I hold back tears as the cruel nickname from my teenage years resurfaces. I haven’t thought about it in so long, but now the memories seem to have returned with a vengeance. Sooner or later, my body will start to change. Everything will get bigger: my bump will grow, my ankles will swell beyond belief, and even my fingers will balloon up. I’ll be unrecognisable; what if I can’t lose the weight this time?

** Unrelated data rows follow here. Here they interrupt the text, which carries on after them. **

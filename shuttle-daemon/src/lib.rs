//! Workstation daemon: keeps tracked files synchronized and answers the
//! local control socket.
//!
//! - [`watcher`]: debounced uploads on file changes
//! - [`reconciler`]: periodic full passes that never overlap
//! - [`runtime`]: task wiring and the socket server
//! - [`protocol`]: client side of the socket protocol

pub mod error;
pub mod log_rotation;
pub mod logging;
pub mod paths;
pub mod protocol;
pub mod reconciler;
pub mod runtime;
pub mod watcher;

pub use error::DaemonError;
pub use protocol::{
    request_list, request_migrate, request_status, request_stop, request_sync, request_track,
    request_untrack, send_request, DaemonRequest, DaemonResponse,
};
pub use reconciler::{Reconciler, ReconcilerStatus, TickGate};
pub use runtime::{open_engine, run, serve, start_blocking, DaemonState};
pub use watcher::{ChangeWatcher, Debouncer, WatcherSettings};
//! Readiness polling for a freshly launched remote task.

use std::fmt::Display;
use std::sync::Arc;
use std::time::Duration;

use serde::Serialize;

use shuttle_core::config::ProbeConfig;

/// Pause between attempts. Swapped out in tests so no real time passes.
pub trait Sleeper: Send + Sync {
    fn sleep(&self, duration: Duration);
}

#[derive(Debug, Default, Clone, Copy)]
pub struct ThreadSleeper;

impl Sleeper for ThreadSleeper {
    fn sleep(&self, duration: Duration) {
        std::thread::sleep(duration);
    }
}

#[derive(Debug, Clone, Copy, PartialEq, Eq, Serialize)]
#[serde(tag = "result", rename_all = "snake_case")]
pub enum Readiness {
    Ready { attempts: u32 },
    TimedOut { attempts: u32 },
}

impl Readiness {
    pub fn attempts(&self) -> u32 {
        match self {
            Self::Ready { attempts } | Self::TimedOut { attempts } => *attempts,
        }
    }
}

#[derive(Clone)]
pub struct ReadinessProber {
    max_attempts: u32,
    interval: Duration,
    sleeper: Arc<dyn Sleeper>,
}

impl std::fmt::Debug for ReadinessProber {
    fn fmt(&self, f: &mut std::fmt::Formatter<'_>) -> std::fmt::Result {
        f.debug_struct("ReadinessProber")
            .field("max_attempts", &self.max_attempts)
            .field("interval", &self.interval)
            .finish_non_exhaustive()
    }
}

impl ReadinessProber {
    pub fn new(max_attempts: u32, interval: Duration) -> Self {
        Self {
            max_attempts,
            interval,
            sleeper: Arc::new(ThreadSleeper),
        }
    }

    pub fn from_config(config: &ProbeConfig) -> Self {
        Self::new(config.max_attempts, Duration::from_secs(config.interval_secs))
    }

    pub fn with_sleeper(mut self, sleeper: Arc<dyn Sleeper>) -> Self {
        self.sleeper = sleeper;
        self
    }

    /// Call `check` until it succeeds or the attempt budget runs out. Any
    /// error counts as "not ready yet". No sleep follows the final attempt.
    pub fn wait_until_ready<T, E, F>(&self, mut check: F) -> Readiness
    where
        F: FnMut() -> Result<T, E>,
        E: Display,
    {
        for attempt in 1..=self.max_attempts {
            match check() {
                Ok(_) => {
                    tracing::info!(attempt, "node ready");
                    return Readiness::Ready { attempts: attempt };
                }
                Err(err) => {
                    tracing::debug!(attempt, max = self.max_attempts, error = %err, "node not ready");
                }
            }
            if attempt < self.max_attempts {
                self.sleeper.sleep(self.interval);
            }
        }
        tracing::warn!(attempts = self.max_attempts, "node never became ready");
        Readiness::TimedOut {
            attempts: self.max_attempts,
        }
    }
}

I swat these thoughts from my mind and take my dinner through to the living room. As I sit down, I catch sight of a photo of Scott and me on the side table. We’re standing in the middle of a beautiful forest, looking like we’re in our own little bubble of bliss. He’s behind me with his arms draped lazily round my shoulders, while I’m laughing at something funny he said moments before. It’s an off-guard shot, but it’s my favourite photo of us.
And just like that, a memory from that day floats to the front of my mind.
A year and a half earlier …
‘Do you ever imagine what it’d be like, having a mini-me or mini-you running around?’ Scott asks, looking down at me with a dopey grin. ‘Not now obviously, but in the future.’
The question catches me off-guard in a pleasant way, but for a second I’m not sure how to answer.